Please scale down or purge unused deployments to free up resources for other users of the cluster. Your model will remain cached in our persistent storage and next time the start up will be much quicker.

kubectl scale deployment -n <your_namespace> hug-mistral-7b-instruct-v0-2 hug-mistral-7b-instruct-v0-2-chat hug-mongodb --replicas=0

H2O charts

H2O project provides a complete toolset for running LLMs.

To run their helm chart, clone the repo and cd into the cloned folder:

git clone https://github.com/h2oai/h2ogpt.git
cd h2ogpt

Create the values file with your desired settings. To see the defaults, run helm show values helm/h2ogpt-chart.

Example of values file to use:

h2ogpt:
  enabled: true
  stack:
    enabled: true
  storage:
    size: 128Gi
    class: rook-ceph-block
    useEphemeral: false

  # -- Example configs to use when not using Model Lock and External LLM
  overrideConfig:
    base_model: h2oai/h2ogpt-4096-llama2-7b-chat
    use_safetensors: True
    prompt_type: llama2
    save_dir: /workspace/save/
    use_gpu_id: False
    score_model: None
    max_max_new_tokens: 2048
    max_new_tokens: 1024

  extraAffinity:
    nodeAffinity:
      requiredDuringSchedulingIgnoredDuringExecution:
        nodeSelectorTerms:
        - matchExpressions:
          - key: nvidia.com/gpu.product
            operator: In
            values:
            - NVIDIA-A10

  updateStrategy:
    type: Recreate

  service:
    type: ClusterIP

  resources:
    requests:
      cpu: 1
      memory: 100Mi
    limits:
      cpu: 2
      memory: 10Gi

vllm:
  enabled: true

  storage:
    size: 512Gi
    class: rook-ceph-block
    useEphemeral: false

  containerArgs:
    - "--model"
    - h2oai/h2ogpt-4096-llama2-7b-chat
    - "--tokenizer"
    - hf-internal-testing/llama-tokenizer
    - "--tensor-parallel-size"
    - 2
    - "--seed"
    - 1234
    - "--trust-remote-code"

  updateStrategy:
    type: Recreate
  resources:
    requests:
      cpu: 1
      memory: 20Gi
      nvidia.com/gpu: 2
    limits:
      cpu: 10
      memory: 20Gi
      nvidia.com/gpu: 2

Install the helm chart:

helm install h2ogpt helm/h2ogpt-chart -f h2o-values.yaml

(substitute the name of the values file you created).

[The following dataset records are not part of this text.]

// SPDX-License-Identifier: LGPL-2.1
// Copyright 2021 Daniel Vogelbacher <daniel@chaospixel.com>

use super::Job;
use crate::{AppError, Result};
use async_trait::async_trait;
use log::{debug, warn};
use sonyraw::{ArwDecoder, RawDecodeParams, decoders::preview::is_jpeg, rawsource::RawSource};
use std::{
  fmt::Display,
  fs::{self, File},
  io::{BufWriter, Write},
  path::PathBuf,
  time::Instant,
};

/// Job for writing the embedded preview of an ARW file
#[derive(Debug, Clone)]
pub struct ExtractPreviewJob {
  pub input: PathBuf,
  pub output: PathBuf,
  pub replace: bool,
}

/// State of extraction
#[derive(Debug)]
pub struct JobResult {
  pub job: ExtractPreviewJob,
  pub duration: f32,
  pub bytes: usize,
  pub error: Option<AppError>,
}

impl Display for JobResult {
  fn fmt(&self, f: &mut std::fmt::Formatter<'_>) -> std::fmt::Result {
    if let Some(error) = self.error.as_ref() {
      f.write_fmt(format_args!("Failed: '{}', {}", self.job.input.display(), error))?;
    } else {
      f.write_fmt(format_args!(
        "Extracted '{}' => '{}' ({} bytes in {:.2}s)",
        self.job.input.display(),
        self.job.output.display(),
        self.bytes,
        self.duration
      ))?;
    }
    Ok(())
  }
}

impl ExtractPreviewJob {
  fn internal_exec(&self) -> Result<JobResult> {
    if self.output.exists() && !self.replace {
      return Err(AppError::AlreadyExists(self.output.clone()));
    }
    let rawfile = RawSource::new(&self.input)?;
    let decoder = ArwDecoder::new(&mut rawfile.reader(), &RawDecodeParams::default())?;
    let preview = decoder
      .preview(&mut rawfile.reader())?
      .ok_or_else(|| AppError::General("No embedded preview found".into()))?;
    if !is_jpeg(&preview) {
      warn!("Preview of '{}' has no JPEG start marker", self.input.display());
    }

    if let Some(parent) = self.output.parent() {
      fs::create_dir_all(parent)?;
    }
    let mut stream = BufWriter::new(File::create(&self.output)?);
    stream.write_all(&preview)?;
    stream.flush()?;
    Ok(JobResult {
      job: self.clone(),
      duration: 0.0,
      bytes: preview.len(),
      error: None,
    })
  }
}

#[async_trait]
impl Job for ExtractPreviewJob {
  type Output = JobResult;

  async fn execute(&self) -> Self::Output {
    debug!("Job running: input: {:?}, output: {:?}", self.input, self.output);
    let now = Instant::now();
    match self.internal_exec() {
      Ok(mut stat) => {
        stat.duration = now.elapsed().as_secs_f32();
        stat
      }
      Err(e) => JobResult {
        job: self.clone(),
        duration: now.elapsed().as_secs_f32(),
        bytes: 0,
        error: Some(e),
      },
    }
  }
}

After the model starts (takes a long time for llama2 in the example), in the chat window you'll have to "load" the model in the Model tab first.

The list of available models to download is available at https://huggingface.co/h2oai.

Once the model is started, refer to the Ingress docs to expose the service to the world.